Andrew R. Marks
The objective of this project is to solve the structures of WT and mutant RyR2 that cause HF, and drug bound channels at a near-atomic level using cryogenic electron microscopy (cryo-EM), and combine these structural studies with in vitro and in vivo analyses to address important unanswered questions concerning the role of RyR2 channels in normal and pathological Ca2+ signaling in the heart. The project will make extensive use of Core A in which human RyR2 mutations linked to chronic HF with reduced ejection fraction (HFrEF) will be identified, and Core B in which murine models of HF will be analyzed. Project 4 is linked to: Project 1 where nanobodies against the PKA site on RYR2 will be generated and tested to determine their ability to specifically block PKA mediated activation of RyR2 and determine whether this is protective against HF progression; Project 2 where mice deficient in adrenergic regulation of either the plasma membrane calcium channel or RyR2 will be crossed to define in unprecedented detail the relative contributions of each channel to cardiac regulation; and to Project 3 where the ability of the Rycal drug ARM210 to fix the presumptive RyR2-mediated leak associated with mutations in the accessory protein junctophilin (Jph2) which links T-tubule and SR will be studied.

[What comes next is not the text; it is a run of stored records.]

//! Typed endpoints, one per group of StreamPipes resources.
//!
//! Each group is a trait plus an endpoint struct borrowed from
//! [`crate::StreamPipesClient`], so an endpoint never outlives its client.

mod data_lake_measure;
mod data_stream;
mod version;

pub use data_lake_measure::{DataLakeMeasureApi, DataLakeMeasureEndpoint, MeasurementQuery, Order};
pub use data_stream::{DataStreamApi, DataStreamEndpoint};
pub use version::{VersionApi, VersionEndpoint};

use crate::{ApiPath, ConnectionConfig, RequestExecutor};

/// Configuration and executor shared by every endpoint of a client.
#[derive(Clone, Copy, Debug)]
pub(crate) struct EndpointContext<'a> {
    config: &'a ConnectionConfig,
    executor: &'a RequestExecutor,
}

impl<'a> EndpointContext<'a> {
    pub(crate) fn new(config: &'a ConnectionConfig, executor: &'a RequestExecutor) -> Self {
        Self { config, executor }
    }

    pub(crate) fn url(&self, path: &ApiPath) -> String {
        path.build(self.config.base_url().as_str())
    }

    pub(crate) fn executor(&self) -> &'a RequestExecutor {
        self.executor
    }
}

The central hypothesis of Project 4 is that pathological SR Ca2+ leak can cause both arrhythmias and cardiac dysfunction, the hallmarks of HF, the leading cause of morbidity and mortality in the developed world.
Aim 1: Evaluate the changes in the function and structure of RyR2 variants linked to heart failure.
Aim 2: Evaluate the effect of Rycal molecules in the structure of human RyR2 and its disease related variants.
Aim 3: Examine the mechanism by which adrenergic signaling affects RyR2 function in normal and failing hearts.